- What you will do: Check each line of the data below for the string "button", then state how many have it and nothing else.

-- Task inputs follows --

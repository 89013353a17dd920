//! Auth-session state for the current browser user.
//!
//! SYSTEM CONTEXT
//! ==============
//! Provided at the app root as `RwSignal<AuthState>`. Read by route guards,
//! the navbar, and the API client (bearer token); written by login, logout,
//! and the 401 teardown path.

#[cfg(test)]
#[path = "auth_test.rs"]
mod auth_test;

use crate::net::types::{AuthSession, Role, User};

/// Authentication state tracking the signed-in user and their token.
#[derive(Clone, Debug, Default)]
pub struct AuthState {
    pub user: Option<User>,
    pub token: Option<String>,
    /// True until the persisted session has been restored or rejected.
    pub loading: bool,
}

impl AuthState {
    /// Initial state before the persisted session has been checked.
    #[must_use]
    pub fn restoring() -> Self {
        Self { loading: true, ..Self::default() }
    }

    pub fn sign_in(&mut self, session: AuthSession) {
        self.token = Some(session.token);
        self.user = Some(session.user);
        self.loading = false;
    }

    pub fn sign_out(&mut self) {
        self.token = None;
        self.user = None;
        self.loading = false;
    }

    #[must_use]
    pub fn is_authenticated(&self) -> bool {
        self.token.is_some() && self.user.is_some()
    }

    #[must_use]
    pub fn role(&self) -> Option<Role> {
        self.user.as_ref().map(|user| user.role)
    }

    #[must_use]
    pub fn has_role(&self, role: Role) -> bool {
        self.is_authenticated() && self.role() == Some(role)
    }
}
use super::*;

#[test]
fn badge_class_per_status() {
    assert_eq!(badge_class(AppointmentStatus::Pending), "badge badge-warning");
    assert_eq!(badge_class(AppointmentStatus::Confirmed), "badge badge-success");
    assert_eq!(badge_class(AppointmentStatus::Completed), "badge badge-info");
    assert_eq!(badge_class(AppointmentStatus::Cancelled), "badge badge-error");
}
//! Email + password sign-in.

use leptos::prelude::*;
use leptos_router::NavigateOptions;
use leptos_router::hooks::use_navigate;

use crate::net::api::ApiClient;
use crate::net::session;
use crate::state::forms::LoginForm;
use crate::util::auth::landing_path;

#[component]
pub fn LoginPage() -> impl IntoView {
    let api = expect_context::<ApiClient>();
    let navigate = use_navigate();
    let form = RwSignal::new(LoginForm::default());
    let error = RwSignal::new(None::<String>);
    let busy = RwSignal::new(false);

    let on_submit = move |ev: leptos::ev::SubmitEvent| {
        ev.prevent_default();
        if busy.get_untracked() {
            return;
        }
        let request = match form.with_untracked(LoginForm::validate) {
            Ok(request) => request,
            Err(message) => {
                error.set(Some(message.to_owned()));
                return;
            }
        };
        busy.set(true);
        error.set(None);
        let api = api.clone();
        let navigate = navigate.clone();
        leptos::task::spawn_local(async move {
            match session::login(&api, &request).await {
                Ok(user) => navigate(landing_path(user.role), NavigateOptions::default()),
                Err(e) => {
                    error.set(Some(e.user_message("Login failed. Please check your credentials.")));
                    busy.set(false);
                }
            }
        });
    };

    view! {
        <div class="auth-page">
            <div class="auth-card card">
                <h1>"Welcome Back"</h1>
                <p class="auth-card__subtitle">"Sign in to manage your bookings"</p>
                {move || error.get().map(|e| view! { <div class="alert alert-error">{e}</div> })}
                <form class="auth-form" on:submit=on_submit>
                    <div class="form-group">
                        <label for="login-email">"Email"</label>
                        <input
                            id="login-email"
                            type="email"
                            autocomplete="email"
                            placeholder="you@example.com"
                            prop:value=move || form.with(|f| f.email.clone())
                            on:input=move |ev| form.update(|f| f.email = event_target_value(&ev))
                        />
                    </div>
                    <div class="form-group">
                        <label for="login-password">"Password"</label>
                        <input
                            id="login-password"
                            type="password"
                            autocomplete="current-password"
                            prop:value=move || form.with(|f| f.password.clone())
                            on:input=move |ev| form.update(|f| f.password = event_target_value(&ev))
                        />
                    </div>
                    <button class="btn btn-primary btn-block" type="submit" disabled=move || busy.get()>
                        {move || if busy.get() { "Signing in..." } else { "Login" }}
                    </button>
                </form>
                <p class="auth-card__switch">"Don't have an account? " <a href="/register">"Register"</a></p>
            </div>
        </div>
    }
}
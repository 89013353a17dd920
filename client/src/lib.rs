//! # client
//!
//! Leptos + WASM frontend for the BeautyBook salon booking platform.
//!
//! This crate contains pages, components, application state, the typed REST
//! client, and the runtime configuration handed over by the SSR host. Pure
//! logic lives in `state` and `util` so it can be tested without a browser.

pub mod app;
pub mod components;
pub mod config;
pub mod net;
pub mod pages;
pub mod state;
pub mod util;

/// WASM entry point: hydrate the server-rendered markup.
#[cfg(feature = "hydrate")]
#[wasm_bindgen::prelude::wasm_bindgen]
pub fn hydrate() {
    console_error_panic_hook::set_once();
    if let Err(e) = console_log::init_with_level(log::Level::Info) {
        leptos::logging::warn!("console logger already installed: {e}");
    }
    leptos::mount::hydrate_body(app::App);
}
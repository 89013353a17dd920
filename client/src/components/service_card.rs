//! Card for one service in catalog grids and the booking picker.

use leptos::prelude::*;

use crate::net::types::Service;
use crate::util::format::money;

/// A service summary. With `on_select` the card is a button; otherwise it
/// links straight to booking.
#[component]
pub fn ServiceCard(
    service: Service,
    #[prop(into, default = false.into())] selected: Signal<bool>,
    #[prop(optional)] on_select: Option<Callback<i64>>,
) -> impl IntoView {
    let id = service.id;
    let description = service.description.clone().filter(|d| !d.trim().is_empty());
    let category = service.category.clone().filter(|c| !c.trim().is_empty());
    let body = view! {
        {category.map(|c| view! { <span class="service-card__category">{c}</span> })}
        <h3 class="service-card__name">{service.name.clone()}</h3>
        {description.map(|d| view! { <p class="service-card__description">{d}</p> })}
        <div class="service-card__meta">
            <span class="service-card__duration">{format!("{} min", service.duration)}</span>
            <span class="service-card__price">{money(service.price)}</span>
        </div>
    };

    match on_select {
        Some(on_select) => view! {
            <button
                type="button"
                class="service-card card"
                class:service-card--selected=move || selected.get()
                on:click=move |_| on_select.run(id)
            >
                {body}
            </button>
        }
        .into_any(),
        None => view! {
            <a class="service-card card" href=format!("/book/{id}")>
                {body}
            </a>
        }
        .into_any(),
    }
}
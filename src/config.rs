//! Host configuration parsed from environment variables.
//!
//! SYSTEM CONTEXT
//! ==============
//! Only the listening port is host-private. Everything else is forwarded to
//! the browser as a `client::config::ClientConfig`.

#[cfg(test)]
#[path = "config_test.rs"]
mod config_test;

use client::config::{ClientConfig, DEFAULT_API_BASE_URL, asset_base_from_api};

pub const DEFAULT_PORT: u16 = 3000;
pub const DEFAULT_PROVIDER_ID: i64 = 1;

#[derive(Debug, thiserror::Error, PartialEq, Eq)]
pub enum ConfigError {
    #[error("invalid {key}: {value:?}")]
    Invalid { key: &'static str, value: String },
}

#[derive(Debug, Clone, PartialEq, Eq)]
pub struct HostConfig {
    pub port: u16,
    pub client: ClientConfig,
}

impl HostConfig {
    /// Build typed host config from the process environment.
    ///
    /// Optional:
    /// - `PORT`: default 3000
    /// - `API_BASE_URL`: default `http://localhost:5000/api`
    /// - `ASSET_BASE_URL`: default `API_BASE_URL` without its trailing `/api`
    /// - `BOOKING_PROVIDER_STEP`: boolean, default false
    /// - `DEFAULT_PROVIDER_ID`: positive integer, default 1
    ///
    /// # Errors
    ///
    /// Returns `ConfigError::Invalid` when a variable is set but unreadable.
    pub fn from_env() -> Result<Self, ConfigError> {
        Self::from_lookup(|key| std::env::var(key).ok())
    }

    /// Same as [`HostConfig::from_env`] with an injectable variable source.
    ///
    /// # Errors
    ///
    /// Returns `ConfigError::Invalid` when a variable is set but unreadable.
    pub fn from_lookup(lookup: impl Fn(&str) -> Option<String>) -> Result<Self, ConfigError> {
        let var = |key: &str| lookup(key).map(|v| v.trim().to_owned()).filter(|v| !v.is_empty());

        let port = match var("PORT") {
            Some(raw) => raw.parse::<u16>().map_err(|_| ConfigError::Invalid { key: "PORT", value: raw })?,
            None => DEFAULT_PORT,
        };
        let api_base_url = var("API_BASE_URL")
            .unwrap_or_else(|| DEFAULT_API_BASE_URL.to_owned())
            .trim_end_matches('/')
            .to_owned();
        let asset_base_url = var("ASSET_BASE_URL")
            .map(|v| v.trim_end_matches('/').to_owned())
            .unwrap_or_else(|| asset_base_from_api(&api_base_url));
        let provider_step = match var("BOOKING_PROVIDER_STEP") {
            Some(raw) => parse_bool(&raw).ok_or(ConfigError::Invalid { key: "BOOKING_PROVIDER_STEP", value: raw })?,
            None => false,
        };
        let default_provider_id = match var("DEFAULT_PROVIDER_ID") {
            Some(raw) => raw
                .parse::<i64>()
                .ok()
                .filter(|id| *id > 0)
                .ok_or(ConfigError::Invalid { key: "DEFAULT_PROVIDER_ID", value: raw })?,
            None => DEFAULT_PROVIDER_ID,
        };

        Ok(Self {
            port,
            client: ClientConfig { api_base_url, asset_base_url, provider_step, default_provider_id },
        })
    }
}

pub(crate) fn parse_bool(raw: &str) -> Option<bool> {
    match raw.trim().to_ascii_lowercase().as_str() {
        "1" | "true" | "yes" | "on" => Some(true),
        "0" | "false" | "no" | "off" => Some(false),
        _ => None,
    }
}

-- Task inputs concluded --

- Reply: 6